Un texte écrit par Véronique de Potter, Schaerbeek et membre de Bruxelles Air Libre
J’ai été médusée par la lecture du petit article intitulé « Vite, Venise ! » paru en page 8 du supplément « Victoire » du Soir du week-end dernier.
Vous devez sans doute ignorer encore qu’un décollage consomme d’avion autant de combustible fossile (non taxé, voir plus loin) qu’une voiture en une année entière et qu’un vol Charleroi-Venise produit environ 0,46 tonne d’équivalent CO2 (aller-retour) par passager pour un séjour d’une journée ?[1]
Lors des sondages, la plupart des citoyens interrogés citent l’environnement et le changement climatique parmi leurs préoccupations principales. Mais nombreux aussi sont ceux qui ont du mal à établir un lien concret entre cette problématique et leurs habitudes de vie et de travail, leur façon de déplacer, de manger, de se vêtir, de vivre leurs moments de loisirs.
Le transport aérien a connu une croissance exponentielle depuis les années 70, grâce à la déréglementation dudit secteur, à l’avènement du concept « low-cost », à la non-taxation historique du kérosène et à l’externalisation complète des nuisances (chimiques, sonores, climatiques). On lui prédit une croissance tout aussi importante pour les prochaines années. Mais qui alimente cette croissance ? Les compagnies aériennes et les tour-operators, bien sûr, mais aussi la presse et les médias qui vantent ce genre de produits et services dans leurs pages et leurs images… On en est arrivé à faire l’article pour des produits et des services que personne n’aurait imaginé il y a moins de 20 ans à peine et qui ne correspondent à aucun véritable besoin humain.
La notion de « voyage » a fortement évolué en quelques décennies. Aujourd’hui « voyager » ne signifie plus cheminer, vivre et découvrir à un rythme paisible mais consiste à « zapper » vers des destinations plus ou moins lointaines, de plus en plus souvent pour des périodes très courtes. Il est devenu totalement banal voire souhaitable de s’acheter une résidence secondaire dans un autre pays et de s’y rendre en avion 20 fois par an le temps d’un week-end, et ils ne sont pas rares les « expats » qui travaillent dans un pays la semaine et rentrent au pays en avion presque chaque week-end. Ni tout à fait ici, ni tout à fait ailleurs. Quel que soit le regard qu’on porte sur ces manières de vivre ou de voyager et sur le bénéfice humain/social/relationnel/culturel/intellectuel qui peut en être retiré (ou pas), un fait concret demeure : elles ne sont pas écologiquement et économiquement pas tenables à long terme.

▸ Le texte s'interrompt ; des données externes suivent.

use std::path::PathBuf;
use std::sync::Arc;

use anyhow::{Context, Result, anyhow, bail};
use clap::{Parser, Subcommand, ValueEnum};
use tracing::{error, info, warn};

use c3hid_core::bootloader::{BootloaderSession, DeviceError, FirmwareImage};
use c3hid_core::checksum::{byte_sum8, fletcher16, fletcher32};
use c3hid_core::config::SessionConfig;
use c3hid_core::events::{ObservableBus, TracingObserver};
use c3hid_core::framer::TransportFramer;
use c3hid_core::report::decode_report_with;
use c3hid_core::transport::{SimConfig, SimulatedDevice};

#[derive(Parser, Debug)]
#[command(author, version, about = "HID-over-I2C touch controller tool", long_about = None)]
struct Args {
    /// Enable verbose logging
    #[arg(short, long, global = true)]
    verbose: bool,

    /// TOML session configuration
    #[arg(long, global = true)]
    config: Option<PathBuf>,

    #[command(subcommand)]
    command: Commands,
}

#[derive(Subcommand, Debug)]
enum Commands {
    /// Checksum a file
    Checksum {
        file: PathBuf,
        #[arg(long, value_enum, default_value_t = ChecksumKind::All)]
        kind: ChecksumKind,
    },
    /// Decode an input report given as hex bytes
    Decode {
        /// e.g. "0700 06 01 05 fb 00"
        hex: Vec<String>,
    },
    /// Print descriptor, system info and bootloader status of a simulated device
    Info {
        #[arg(long, default_value_t = 9)]
        protocol_version: u8,
    },
    /// Program an image into a simulated device
    Simulate {
        /// Image file; a generated 1040-byte image is used if omitted
        #[arg(long)]
        image: Option<PathBuf>,
        /// Target flash address
        #[arg(long, value_parser = parse_u32, default_value = "0x0002D420")]
        address: u32,
        #[arg(long, default_value_t = 9)]
        protocol_version: u8,
        /// Make the device reject the Nth write chunk (1-based)
        #[arg(long)]
        fail_chunk: Option<usize>,
    },
    /// Write the default configuration
    Config {
        #[arg(long, default_value = "c3hid.toml")]
        output: PathBuf,
    },
}

#[derive(ValueEnum, Clone, Copy, Debug, PartialEq, Eq)]
enum ChecksumKind {
    All,
    Sum8,
    Fletcher16,
    Fletcher32,
}

fn parse_u32(s: &str) -> Result<u32, String> {
    let parsed = match s.strip_prefix("0x").or_else(|| s.strip_prefix("0X")) {
        Some(hex) => u32::from_str_radix(hex, 16),
        None => s.parse(),
    };
    parsed.map_err(|e| format!("invalid address '{s}': {e}"))
}

fn parse_hex(parts: &[String]) -> Result<Vec<u8>> {
    let digits: String = parts
        .iter()
        .flat_map(|p| p.chars())
        .filter(|c| !c.is_whitespace() && *c != ',')
        .collect();
    if !digits.is_ascii() {
        bail!("non-ASCII input");
    }
    if digits.len() % 2 != 0 {
        bail!("odd number of hex digits");
    }
    (0..digits.len())
        .step_by(2)
        .map(|i| {
            u8::from_str_radix(&digits[i..i + 2], 16)
                .map_err(|e| anyhow!("bad hex byte '{}': {}", &digits[i..i + 2], e))
        })
        .collect()
}

fn load_config(path: Option<&PathBuf>) -> Result<SessionConfig> {
    match path {
        Some(p) => SessionConfig::load_from_file(p)
            .with_context(|| format!("loading config {}", p.display())),
        None => Ok(SessionConfig::default()),
    }
}

fn sim_device(config: &SessionConfig, protocol_version: u8) -> SimulatedDevice {
    SimulatedDevice::new(SimConfig {
        address: config.device_address,
        protocol_version,
        ..SimConfig::default()
    })
}

fn demo_image() -> Vec<u8> {
    let mut data: Vec<u8> = (0..1040u32).map(|i| (i % 251) as u8).collect();
    data[0..4].copy_from_slice(&0x0000_2000u32.to_le_bytes());
    data
}

fn run(args: Args) -> Result<()> {
    let config = load_config(args.config.as_ref())?;

    match args.command {
        Commands::Checksum { file, kind } => {
            let data = std::fs::read(&file).with_context(|| format!("reading {}", file.display()))?;
            info!(path = %file.display(), len = data.len(), "Checksumming");
            if matches!(kind, ChecksumKind::All | ChecksumKind::Sum8) {
                println!("sum8       0x{:02X}", byte_sum8(&data));
            }
            if matches!(kind, ChecksumKind::All | ChecksumKind::Fletcher16) {
                println!("fletcher16 0x{:04X}", fletcher16(&data));
            }
            if matches!(kind, ChecksumKind::All | ChecksumKind::Fletcher32) {
                println!("fletcher32 0x{:08X}", fletcher32(&data));
            }
        }
        Commands::Decode { hex } => {
            let packet = parse_hex(&hex)?;
            let report = decode_report_with(&packet, config.absolute_layout);
            println!("{report:#?}");
            if report.is_unknown() {
                warn!(id = report.report_id, len = report.length, "Unrecognized report");
            }
        }
        Commands::Info { protocol_version } => {
            let device = sim_device(&config, protocol_version);
            let mut framer = TransportFramer::new(device, config.device_address)
                .with_max_report_len(config.max_report_len)
                .with_absolute_layout(config.absolute_layout);
            let desc = framer.hid_descriptor()?;
            println!(
                "HID descriptor: VID {:04X} PID {:04X} version {:04X}",
                desc.vendor_id, desc.product_id, desc.version_id
            );
            let sys = framer.read_system_info()?;
            println!("System info: {sys:?}");
            println!("Byte order: {:?}", framer.endianness()?);

            let mut session = BootloaderSession::new(framer, config.bootloader);
            let status = session.get_status()?;
            println!(
                "Bootloader: mode {} version {} flags 0x{:02X} last error {}",
                status.mode, status.version, status.flags, status.last_error
            );
        }
        Commands::Simulate {
            image,
            address,
            protocol_version,
            fail_chunk,
        } => {
            let data = match &image {
                Some(p) => std::fs::read(p).with_context(|| format!("reading {}", p.display()))?,
                None => demo_image(),
            };
            let image = FirmwareImage::with_entry_offset(data, address, config.bootloader.entry_point_offset)?;
            info!(
                len = image.len(),
                entry = %format!("0x{:08X}", image.entry_point()),
                "Loaded image"
            );

            let device = sim_device(&config, protocol_version);
            if let Some(n) = fail_chunk {
                device.fail_write_chunk(n, DeviceError::ChecksumMismatch);
            }
            let observer = Arc::new(TracingObserver);
            let bus = ObservableBus::new(device, observer.clone());
            let framer = TransportFramer::new(bus, config.device_address);
            let mut session = BootloaderSession::with_observer(framer, config.bootloader, observer);

            match session.program(&image) {
                Ok(report) => {
                    info!(chunks = report.chunks, bytes = report.bytes, "Programmed");
                    println!("Steps: {:?}", report.steps);
                }
                Err(e) => {
                    println!("Steps: {:?}", e.steps);
                    if e.reformatted {
                        warn!("Image was re-formatted after the failure");
                    }
                    return Err(e.into());
                }
            }
        }
        Commands::Config { output } => {
            config.save_to_file(&output)?;
            info!(path = %output.display(), "Wrote configuration");
        }
    }
    Ok(())
}

fn main() {
    let args = Args::parse();

    let subscriber = tracing_subscriber::fmt()
        .with_env_filter(
            tracing_subscriber::EnvFilter::builder()
                .with_default_directive(if args.verbose {
                    tracing::Level::DEBUG.into()
                } else {
                    tracing::Level::INFO.into()
                })
                .from_env_lossy(),
        )
        .with_writer(std::io::stderr)
        .finish();

    if let Err(e) = tracing::subscriber::set_global_default(subscriber) {
        eprintln!("setting default subscriber failed: {e}");
    }

    if let Err(e) = run(args) {
        error!("Error: {:#}", e);
        std::process::exit(1);
    }
}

De plus en plus de voix s’élèvent dans la société civile pour demander l'interdiction de la publicité pour les voyages par avion et pour les voitures[2] (seulement la publicité, il ne s’agit pas d’empêcher la vente !), tout comme cela s’est fait pour l’alcool et la cigarette, vu que la pollution chimique et sonore et la production de CO2 du transport aérien et du transport routier (et des transports en général) ne cessent de croître et nuisent gravement à l’avenir de notre planète bleue (et de notre espèce en particulier).
Je lis la presse écrite tous les jours et j’ai le plus grand respect et une profonde admiration pour la profession de journaliste. J’ai cette foi – peut-être naïve – qu’un journaliste a pour mission de faire de nous des citoyens informés, éclairés, conscients, responsables, meilleurs. J’estime ausi que ce n’est pas le rôle des journalistes d'inciter leurs lecteurs à adopter des formules de voyage aussi déraisonnables que les city-trips par avion d’un jour. C’est au mieux inconscient, au pire irresponsable.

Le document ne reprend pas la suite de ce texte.